Here we take a quick look at how to train and visualize a small map.

First, we import the necessary modules:

.. code:: python

    import numpy as np
    import matplotlib.pyplot as plt
    import somoclu
    %matplotlib inline  

Then we generate and plot some random data in three categories:

.. code:: python

    c1 = np.random.rand(50, 2)/5
    c2 = (0.2, 0.5) + np.random.rand(50, 2)/5
    c3 = (0.4, 0.1) + np.random.rand(50, 2)/5
    data = np.float32(np.concatenate((c1, c2, c3)))
    colors = ["red"] * 50
    colors.extend(["green"] * 50)
    colors.extend(["blue"] * 50)
    plt.scatter(data[:, 0], data[:, 1], c=colors)
    labels = range(150)



.. image:: figures/output_3_0.png


Planar maps
===========

We train Somoclu with default parameter settings, asking for a large map
that qualifies as an emergent self-organizing map for this data:

.. code:: python

    n_rows, n_columns = 100, 160
    som = somoclu.Somoclu(n_columns, n_rows, data=data)
    %time som.train()


.. parsed-literal::

    CPU times: user 6.62 s, sys: 10 ms, total: 6.63 s
    Wall time: 4.76 s


We plot the component planes of the trained codebook of the ESOM:

.. code:: python

    som.view_component_planes()



.. image:: figures/output_7_0.png



.. image:: figures/output_7_1.png


We can plot the U-Matrix, together with the best matching units for each
data point. We color code the units with the classes of the data points
and also add the labels of the data points.

.. code:: python

    som.view_umatrix(bestmatches=True, bestmatchcolors=colors, labels=labels)

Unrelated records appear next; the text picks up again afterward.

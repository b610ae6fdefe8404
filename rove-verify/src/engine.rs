use std::sync::Mutex;
use std::time::{Duration, Instant};

use miette::Diagnostic;
use rayon::prelude::*;
use rove_net::{Network, NetworkError};
use rove_smt::{SmtBackend, SolverError, Verdict};
use thiserror::Error;

use crate::counterexample::Counterexample;
use crate::obligation::{CheckKind, Obligation, build_obligations};

#[derive(Debug, Error, Diagnostic)]
pub enum VerifyError {
    #[error(transparent)]
    #[diagnostic(transparent)]
    Net(#[from] NetworkError),

    #[error(transparent)]
    #[diagnostic(transparent)]
    Solver(#[from] SolverError),
}

/// The outcome of one obligation. `Unknown` (timeout or incomplete
/// theory) is never conflated with either of the others.
#[derive(Clone, Debug)]
pub enum CheckOutcome {
    Proved,
    Disproved(Counterexample),
    Unknown,
}

impl CheckOutcome {
    pub fn is_proved(&self) -> bool {
        matches!(self, CheckOutcome::Proved)
    }
}

#[derive(Clone, Debug)]
pub struct ObligationResult {
    pub kind: CheckKind,
    pub node: Option<String>,
    pub outcome: CheckOutcome,
    pub elapsed: Duration,
}

/// Receives each result as it completes, from worker threads.
pub trait ReportSink: Sync {
    fn record(&self, result: &ObligationResult);
}

/// A sink that drops everything.
pub struct NullSink;

impl ReportSink for NullSink {
    fn record(&self, _result: &ObligationResult) {}
}

/// A sink that keeps every result, for tests.
#[derive(Default)]
pub struct CollectingSink {
    results: Mutex<Vec<ObligationResult>>,
}

impl CollectingSink {
    pub fn new() -> CollectingSink {
        CollectingSink::default()
    }

    pub fn into_results(self) -> Vec<ObligationResult> {
        self.results.into_inner().unwrap_or_default()
    }
}

impl ReportSink for CollectingSink {
    fn record(&self, result: &ObligationResult) {
        if let Ok(mut results) = self.results.lock() {
            results.push(result.clone());
        }
    }
}

#[derive(Debug)]
pub struct VerificationReport {
    pub results: Vec<ObligationResult>,
    pub elapsed: Duration,
}

impl VerificationReport {
    pub fn all_proved(&self) -> bool {
        self.results.iter().all(|r| r.outcome.is_proved())
    }

    pub fn failures(&self) -> impl Iterator<Item = &ObligationResult> {
        self.results.iter().filter(|r| !r.outcome.is_proved())
    }
}

/// Solve one obligation by refutation.
pub fn run_obligation(
    obligation: &Obligation,
    backend: &dyn SmtBackend,
    timeout_ms: u32,
) -> Result<CheckOutcome, SolverError> {
    match backend.solve(&obligation.formula, timeout_ms)? {
        Verdict::Unsat => Ok(CheckOutcome::Proved),
        Verdict::Sat(model) => Ok(CheckOutcome::Disproved(Counterexample::decode(
            obligation, &model,
        ))),
        Verdict::Unknown => Ok(CheckOutcome::Unknown),
    }
}

/// Dispatches a network's obligations across rayon's pool and gathers
/// the results. Obligations share no mutable state, so the fan-out needs
/// no locking; failures are collected rather than aborting the run.
pub struct Verifier<'a> {
    backend: &'a dyn SmtBackend,
    timeout_ms: u32,
    include_monolithic: bool,
}

impl<'a> Verifier<'a> {
    pub fn new(backend: &'a dyn SmtBackend, timeout_ms: u32) -> Verifier<'a> {
        Verifier {
            backend,
            timeout_ms,
            include_monolithic: true,
        }
    }

    pub fn skip_monolithic(mut self) -> Verifier<'a> {
        self.include_monolithic = false;
        self
    }

    pub fn run(
        &self,
        network: &Network,
        sink: &dyn ReportSink,
    ) -> Result<VerificationReport, VerifyError> {
        let start = Instant::now();
        let obligations: Vec<Obligation> = build_obligations(network)?
            .into_iter()
            .filter(|o| self.include_monolithic || o.kind != CheckKind::Monolithic)
            .collect();

        let results: Result<Vec<ObligationResult>, SolverError> = obligations
            .par_iter()
            .map(|obligation| {
                let begin = Instant::now();
                let outcome = run_obligation(obligation, self.backend, self.timeout_ms)?;
                let result = ObligationResult {
                    kind: obligation.kind,
                    node: obligation.node.clone(),
                    outcome,
                    elapsed: begin.elapsed(),
                };
                sink.record(&result);
                Ok(result)
            })
            .collect();

        Ok(VerificationReport {
            results: results?,
            elapsed: start.elapsed(),
        })
    }
}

.. image:: figures/output_9_0.png


We can also zoom into a region of interest, for instance, the dense
lower right corner:

.. code:: python

    som.view_umatrix(bestmatches=True, bestmatchcolors=colors, labels=labels, 
                     zoom=((50, n_rows), (100, n_columns)))



.. image:: figures/output_11_0.png


Toroid topology, hexagonal grid
===============================

We can repeat the above with a toroid topology by specifying the map
type as follows:

.. code:: python

    som = somoclu.Somoclu(n_columns, n_rows, data=data, maptype="toroid")
    som.train()
    som.view_umatrix(bestmatches=True, bestmatchcolors=colors)



.. image:: figures/output_13_0.png


Notice how the edges of the map connect to the other side. Hexagonal
neurons are also implemented:

.. code:: python

    som = somoclu.Somoclu(n_columns, n_rows, data=data, gridtype="hexagonal")
    som.train()
    som.view_umatrix(bestmatches=True, bestmatchcolors=colors)



.. image:: figures/output_15_0.png


The separation of the individual points is more marked with these
neurons.

Evolving maps
=============

One of the great advantages of self-organizing maps is that they are
incremental, they can be updated with new data. This is especially
interesting if the data points retain their old label, that is, the
properties of the vectors change in the high-dimensional space. Let us
train again a toroid rectangular emergent map on the same data:

.. code:: python

    som = somoclu.Somoclu(n_columns, n_rows, data=data, maptype="toroid")
    som.train()

Next, let us assume that the green cluster moves to the left, the other
points remaining invariant:

.. code:: python

    c2_shifted = c2 - 0.2
    updated_data = np.float32(np.concatenate((c1, c2_shifted, c3)))
    plt.scatter(updated_data[:,0], updated_data[:,1], c=colors)




.. parsed-literal::

    <matplotlib.collections.PathCollection at 0x7fb962be9908>




.. image:: figures/output_19_1.png


We can update the map to reflect this shift. We plot the map before and
after continuing the training:

.. code:: python

    som.view_umatrix(bestmatches=True, bestmatchcolors=colors, labels=labels)
    som.update_data(updated_data)
    som.train(epochs=2, radius0=20, scale0=0.02)
    som.view_umatrix(bestmatches=True, bestmatchcolors=colors, labels=labels)



.. image:: figures/output_21_0.png



.. image:: figures/output_21_1.png


As a result of the shift, the blue points do not move around much. On
the other hand, the relationship of the red and green clusters is being
redefined as their coordinates inched closer in the original space.